Among the lines of the records, count those containing the word "VatConfig", then give the number alone.

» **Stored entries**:
--

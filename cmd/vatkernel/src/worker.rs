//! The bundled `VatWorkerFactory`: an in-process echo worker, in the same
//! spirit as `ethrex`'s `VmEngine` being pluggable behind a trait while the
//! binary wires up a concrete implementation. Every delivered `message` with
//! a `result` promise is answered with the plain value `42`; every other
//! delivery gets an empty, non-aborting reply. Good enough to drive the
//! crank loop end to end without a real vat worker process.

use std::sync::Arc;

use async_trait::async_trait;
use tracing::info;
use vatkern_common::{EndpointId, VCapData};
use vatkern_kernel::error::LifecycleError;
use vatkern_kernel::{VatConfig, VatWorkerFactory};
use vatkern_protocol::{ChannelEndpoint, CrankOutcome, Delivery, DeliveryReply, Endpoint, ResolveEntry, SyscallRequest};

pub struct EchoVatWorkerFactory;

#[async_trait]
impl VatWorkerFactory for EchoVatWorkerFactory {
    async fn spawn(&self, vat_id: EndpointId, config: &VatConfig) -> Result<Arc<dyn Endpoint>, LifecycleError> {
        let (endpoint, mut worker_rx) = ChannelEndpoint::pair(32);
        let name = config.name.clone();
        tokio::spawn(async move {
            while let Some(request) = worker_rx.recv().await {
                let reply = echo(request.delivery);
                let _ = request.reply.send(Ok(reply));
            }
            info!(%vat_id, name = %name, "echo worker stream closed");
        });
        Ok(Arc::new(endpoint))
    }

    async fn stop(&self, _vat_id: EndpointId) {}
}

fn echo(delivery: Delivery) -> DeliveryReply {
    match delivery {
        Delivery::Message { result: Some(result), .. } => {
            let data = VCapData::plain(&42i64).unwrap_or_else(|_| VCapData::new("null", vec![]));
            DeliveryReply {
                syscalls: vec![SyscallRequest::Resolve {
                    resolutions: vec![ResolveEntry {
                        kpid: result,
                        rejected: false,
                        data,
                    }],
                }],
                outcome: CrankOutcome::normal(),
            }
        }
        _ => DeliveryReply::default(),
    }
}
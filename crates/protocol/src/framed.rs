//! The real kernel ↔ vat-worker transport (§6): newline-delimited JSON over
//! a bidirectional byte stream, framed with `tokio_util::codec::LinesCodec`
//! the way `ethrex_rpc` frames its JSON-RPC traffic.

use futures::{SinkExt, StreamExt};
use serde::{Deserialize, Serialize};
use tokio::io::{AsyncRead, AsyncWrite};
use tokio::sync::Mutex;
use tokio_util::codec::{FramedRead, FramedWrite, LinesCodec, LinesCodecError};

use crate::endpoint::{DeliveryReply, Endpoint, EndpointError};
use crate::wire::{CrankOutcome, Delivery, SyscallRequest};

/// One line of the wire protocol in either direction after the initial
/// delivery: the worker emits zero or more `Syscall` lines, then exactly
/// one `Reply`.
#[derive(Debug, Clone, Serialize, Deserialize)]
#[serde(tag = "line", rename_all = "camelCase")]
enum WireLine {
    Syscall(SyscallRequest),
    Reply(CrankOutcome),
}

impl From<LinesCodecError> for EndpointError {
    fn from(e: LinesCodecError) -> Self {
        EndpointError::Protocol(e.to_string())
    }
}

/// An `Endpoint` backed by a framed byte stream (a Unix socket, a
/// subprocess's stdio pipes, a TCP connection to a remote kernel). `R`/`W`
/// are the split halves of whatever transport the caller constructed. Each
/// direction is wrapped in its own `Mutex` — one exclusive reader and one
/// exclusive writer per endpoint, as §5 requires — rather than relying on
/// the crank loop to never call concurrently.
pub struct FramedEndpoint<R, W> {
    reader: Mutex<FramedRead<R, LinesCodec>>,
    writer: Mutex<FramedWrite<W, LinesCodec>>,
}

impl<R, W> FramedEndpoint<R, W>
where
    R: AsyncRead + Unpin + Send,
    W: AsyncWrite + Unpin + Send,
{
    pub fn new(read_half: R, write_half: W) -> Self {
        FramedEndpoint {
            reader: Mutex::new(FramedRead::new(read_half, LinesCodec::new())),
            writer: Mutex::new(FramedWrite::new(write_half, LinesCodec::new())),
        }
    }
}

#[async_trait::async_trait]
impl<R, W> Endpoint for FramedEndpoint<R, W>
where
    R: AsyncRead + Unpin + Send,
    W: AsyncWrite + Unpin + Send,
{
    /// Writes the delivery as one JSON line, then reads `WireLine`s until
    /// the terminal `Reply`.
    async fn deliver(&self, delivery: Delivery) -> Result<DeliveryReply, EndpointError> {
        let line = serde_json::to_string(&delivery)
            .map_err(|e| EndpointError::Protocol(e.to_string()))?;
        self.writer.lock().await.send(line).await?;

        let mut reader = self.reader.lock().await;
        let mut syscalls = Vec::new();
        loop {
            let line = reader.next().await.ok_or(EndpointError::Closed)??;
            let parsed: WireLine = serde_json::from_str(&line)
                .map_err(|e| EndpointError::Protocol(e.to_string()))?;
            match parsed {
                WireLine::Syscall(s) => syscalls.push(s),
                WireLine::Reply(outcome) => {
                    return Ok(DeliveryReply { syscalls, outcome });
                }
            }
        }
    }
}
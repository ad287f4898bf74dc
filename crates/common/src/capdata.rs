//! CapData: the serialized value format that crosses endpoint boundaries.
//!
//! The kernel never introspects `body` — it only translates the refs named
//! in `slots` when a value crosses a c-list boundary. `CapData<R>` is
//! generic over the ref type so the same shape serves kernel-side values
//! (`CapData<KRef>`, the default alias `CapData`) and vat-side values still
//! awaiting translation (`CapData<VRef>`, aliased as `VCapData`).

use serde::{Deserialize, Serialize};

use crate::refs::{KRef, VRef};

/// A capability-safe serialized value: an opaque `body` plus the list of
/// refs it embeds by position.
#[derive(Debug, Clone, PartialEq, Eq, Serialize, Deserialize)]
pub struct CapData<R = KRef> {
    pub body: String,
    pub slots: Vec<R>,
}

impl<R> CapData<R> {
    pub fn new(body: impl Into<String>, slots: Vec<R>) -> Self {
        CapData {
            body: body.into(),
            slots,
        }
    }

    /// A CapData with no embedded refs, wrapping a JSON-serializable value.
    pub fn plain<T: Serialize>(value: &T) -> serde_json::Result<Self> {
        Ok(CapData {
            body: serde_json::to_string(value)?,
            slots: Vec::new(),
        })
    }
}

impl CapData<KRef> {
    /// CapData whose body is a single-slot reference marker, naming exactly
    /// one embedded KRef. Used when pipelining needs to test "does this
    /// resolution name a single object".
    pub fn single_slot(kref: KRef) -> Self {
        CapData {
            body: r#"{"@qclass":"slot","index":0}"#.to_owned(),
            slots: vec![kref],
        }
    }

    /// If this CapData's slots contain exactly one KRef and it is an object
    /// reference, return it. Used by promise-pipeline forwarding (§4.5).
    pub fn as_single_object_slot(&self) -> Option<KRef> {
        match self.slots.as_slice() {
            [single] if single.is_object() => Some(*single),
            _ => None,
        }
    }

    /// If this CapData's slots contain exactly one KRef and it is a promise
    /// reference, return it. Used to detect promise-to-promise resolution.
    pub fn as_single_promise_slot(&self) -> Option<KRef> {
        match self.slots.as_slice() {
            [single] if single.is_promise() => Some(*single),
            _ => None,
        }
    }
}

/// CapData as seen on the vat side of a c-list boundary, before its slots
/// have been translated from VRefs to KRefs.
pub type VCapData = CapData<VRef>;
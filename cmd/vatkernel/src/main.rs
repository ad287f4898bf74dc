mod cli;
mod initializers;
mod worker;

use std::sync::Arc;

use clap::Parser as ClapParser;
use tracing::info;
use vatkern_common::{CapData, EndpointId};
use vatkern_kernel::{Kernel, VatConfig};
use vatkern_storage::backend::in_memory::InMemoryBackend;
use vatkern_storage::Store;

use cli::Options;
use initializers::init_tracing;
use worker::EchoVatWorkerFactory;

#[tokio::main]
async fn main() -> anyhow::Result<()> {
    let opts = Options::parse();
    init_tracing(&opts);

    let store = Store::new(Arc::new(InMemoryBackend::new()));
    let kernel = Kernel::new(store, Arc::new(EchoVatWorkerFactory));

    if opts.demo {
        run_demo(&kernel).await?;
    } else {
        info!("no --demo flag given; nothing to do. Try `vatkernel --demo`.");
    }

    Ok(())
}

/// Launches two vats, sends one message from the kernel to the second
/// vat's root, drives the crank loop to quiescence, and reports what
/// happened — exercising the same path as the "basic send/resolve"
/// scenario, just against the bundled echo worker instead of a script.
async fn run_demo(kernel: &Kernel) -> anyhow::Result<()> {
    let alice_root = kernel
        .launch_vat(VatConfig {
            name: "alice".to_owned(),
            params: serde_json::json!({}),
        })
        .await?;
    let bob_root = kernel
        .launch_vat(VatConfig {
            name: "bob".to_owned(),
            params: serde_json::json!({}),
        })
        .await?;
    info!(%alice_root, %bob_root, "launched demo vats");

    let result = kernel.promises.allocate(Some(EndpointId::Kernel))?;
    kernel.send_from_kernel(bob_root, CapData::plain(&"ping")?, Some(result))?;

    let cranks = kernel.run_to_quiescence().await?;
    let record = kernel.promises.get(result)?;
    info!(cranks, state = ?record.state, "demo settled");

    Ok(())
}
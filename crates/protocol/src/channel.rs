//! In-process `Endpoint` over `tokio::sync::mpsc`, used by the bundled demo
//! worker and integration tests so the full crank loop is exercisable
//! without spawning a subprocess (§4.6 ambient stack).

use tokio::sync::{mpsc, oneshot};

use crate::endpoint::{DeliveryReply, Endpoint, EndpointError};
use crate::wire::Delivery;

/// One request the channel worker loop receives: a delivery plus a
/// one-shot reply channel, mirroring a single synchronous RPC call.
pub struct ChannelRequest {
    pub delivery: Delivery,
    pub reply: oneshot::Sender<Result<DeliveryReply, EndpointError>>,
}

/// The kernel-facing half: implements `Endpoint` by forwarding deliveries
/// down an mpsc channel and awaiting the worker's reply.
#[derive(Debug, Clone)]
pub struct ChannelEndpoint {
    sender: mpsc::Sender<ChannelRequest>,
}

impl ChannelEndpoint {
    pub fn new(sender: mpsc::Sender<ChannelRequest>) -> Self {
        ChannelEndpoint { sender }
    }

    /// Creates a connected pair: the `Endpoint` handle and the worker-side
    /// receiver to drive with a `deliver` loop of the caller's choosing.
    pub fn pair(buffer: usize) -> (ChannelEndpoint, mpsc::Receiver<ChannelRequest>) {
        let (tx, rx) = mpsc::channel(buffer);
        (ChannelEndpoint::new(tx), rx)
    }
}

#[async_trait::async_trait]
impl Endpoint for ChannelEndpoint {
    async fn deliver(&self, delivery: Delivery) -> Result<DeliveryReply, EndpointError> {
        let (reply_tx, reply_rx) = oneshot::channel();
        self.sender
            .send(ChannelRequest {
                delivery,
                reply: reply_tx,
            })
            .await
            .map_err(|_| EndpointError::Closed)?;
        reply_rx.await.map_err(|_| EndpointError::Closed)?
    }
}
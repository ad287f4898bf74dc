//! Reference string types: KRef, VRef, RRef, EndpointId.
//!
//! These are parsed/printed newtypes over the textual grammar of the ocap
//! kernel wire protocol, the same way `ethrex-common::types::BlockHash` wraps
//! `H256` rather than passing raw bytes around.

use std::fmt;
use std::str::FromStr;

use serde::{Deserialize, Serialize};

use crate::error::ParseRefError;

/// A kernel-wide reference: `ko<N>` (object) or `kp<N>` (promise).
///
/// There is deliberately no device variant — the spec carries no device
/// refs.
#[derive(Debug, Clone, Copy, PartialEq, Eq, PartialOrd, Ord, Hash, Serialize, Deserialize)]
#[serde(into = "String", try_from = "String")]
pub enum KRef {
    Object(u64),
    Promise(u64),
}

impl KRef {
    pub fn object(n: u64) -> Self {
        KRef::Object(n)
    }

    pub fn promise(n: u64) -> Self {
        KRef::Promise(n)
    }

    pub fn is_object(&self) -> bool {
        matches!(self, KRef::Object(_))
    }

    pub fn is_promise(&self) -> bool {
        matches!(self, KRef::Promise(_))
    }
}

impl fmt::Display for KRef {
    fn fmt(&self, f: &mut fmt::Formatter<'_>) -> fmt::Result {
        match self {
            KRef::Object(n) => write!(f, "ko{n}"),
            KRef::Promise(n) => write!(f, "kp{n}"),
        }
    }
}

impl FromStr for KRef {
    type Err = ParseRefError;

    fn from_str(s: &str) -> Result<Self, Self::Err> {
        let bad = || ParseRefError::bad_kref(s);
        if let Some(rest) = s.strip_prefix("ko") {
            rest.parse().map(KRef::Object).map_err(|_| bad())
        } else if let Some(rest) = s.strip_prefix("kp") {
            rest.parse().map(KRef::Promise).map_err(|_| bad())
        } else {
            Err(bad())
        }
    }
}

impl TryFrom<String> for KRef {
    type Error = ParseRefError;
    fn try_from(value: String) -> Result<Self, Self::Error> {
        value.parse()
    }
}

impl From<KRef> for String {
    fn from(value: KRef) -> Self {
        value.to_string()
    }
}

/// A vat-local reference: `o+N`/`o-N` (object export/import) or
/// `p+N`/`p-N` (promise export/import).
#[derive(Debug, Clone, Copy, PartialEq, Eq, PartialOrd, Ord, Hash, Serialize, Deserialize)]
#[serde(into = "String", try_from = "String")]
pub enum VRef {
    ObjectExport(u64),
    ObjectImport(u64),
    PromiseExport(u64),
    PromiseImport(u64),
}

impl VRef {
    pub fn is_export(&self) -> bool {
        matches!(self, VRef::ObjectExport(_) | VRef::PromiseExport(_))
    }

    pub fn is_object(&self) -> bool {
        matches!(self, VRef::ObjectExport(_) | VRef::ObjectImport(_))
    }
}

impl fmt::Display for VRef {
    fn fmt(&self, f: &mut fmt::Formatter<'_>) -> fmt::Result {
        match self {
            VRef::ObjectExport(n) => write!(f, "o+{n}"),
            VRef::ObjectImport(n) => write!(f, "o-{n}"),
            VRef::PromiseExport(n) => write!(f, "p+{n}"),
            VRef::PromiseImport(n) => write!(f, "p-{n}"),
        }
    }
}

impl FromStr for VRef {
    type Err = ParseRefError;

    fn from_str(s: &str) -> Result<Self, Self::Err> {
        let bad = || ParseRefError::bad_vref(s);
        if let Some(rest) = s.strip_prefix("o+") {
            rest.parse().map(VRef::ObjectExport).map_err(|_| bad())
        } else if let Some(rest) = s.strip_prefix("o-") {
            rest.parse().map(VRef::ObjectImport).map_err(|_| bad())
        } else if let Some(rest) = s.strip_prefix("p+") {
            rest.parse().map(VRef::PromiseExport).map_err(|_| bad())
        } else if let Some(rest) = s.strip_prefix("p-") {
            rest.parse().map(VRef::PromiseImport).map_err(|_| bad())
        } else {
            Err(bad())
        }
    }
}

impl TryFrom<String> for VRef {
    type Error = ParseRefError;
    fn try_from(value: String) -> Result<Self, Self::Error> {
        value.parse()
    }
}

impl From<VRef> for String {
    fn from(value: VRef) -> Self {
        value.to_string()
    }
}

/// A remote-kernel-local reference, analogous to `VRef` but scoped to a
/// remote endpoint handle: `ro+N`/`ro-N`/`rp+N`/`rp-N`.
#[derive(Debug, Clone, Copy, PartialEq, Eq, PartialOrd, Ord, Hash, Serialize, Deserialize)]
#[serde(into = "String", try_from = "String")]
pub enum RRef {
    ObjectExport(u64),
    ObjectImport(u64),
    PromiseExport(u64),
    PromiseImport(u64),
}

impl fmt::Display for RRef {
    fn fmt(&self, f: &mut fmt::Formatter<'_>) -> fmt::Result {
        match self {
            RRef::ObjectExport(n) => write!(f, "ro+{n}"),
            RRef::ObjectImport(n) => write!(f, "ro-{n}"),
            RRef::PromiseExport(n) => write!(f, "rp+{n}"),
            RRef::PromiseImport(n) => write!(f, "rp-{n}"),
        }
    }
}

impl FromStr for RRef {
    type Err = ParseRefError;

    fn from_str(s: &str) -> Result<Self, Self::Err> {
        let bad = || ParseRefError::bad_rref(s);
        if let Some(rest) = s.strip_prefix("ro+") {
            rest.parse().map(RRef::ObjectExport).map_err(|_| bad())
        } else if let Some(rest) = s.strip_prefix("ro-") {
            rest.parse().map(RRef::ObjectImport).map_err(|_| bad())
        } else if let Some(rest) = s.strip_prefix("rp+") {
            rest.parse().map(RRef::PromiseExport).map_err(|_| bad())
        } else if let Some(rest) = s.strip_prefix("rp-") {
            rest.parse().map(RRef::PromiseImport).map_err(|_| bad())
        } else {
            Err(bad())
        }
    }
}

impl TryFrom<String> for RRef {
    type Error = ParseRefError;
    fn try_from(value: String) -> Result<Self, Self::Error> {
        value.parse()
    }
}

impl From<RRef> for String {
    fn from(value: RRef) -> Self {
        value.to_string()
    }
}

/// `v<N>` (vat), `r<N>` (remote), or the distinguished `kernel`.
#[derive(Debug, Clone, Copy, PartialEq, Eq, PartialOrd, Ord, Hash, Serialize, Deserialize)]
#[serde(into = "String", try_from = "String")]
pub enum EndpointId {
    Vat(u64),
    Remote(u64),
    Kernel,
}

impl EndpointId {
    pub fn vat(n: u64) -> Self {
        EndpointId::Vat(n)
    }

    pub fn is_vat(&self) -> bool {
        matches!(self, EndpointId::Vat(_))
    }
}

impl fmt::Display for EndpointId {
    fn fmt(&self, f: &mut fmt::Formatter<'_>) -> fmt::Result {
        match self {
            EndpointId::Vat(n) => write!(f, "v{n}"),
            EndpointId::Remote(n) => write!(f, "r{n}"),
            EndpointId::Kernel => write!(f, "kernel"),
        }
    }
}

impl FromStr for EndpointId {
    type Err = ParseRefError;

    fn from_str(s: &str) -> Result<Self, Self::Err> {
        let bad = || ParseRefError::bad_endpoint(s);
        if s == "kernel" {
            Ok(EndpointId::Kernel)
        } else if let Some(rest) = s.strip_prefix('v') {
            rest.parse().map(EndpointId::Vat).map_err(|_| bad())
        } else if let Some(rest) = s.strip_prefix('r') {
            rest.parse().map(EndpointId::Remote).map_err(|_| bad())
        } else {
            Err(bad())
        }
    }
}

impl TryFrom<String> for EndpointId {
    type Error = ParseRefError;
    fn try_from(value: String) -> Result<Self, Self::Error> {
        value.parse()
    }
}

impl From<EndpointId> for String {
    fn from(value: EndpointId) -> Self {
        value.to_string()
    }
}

--

» **REPLY TO THE TASK**:
5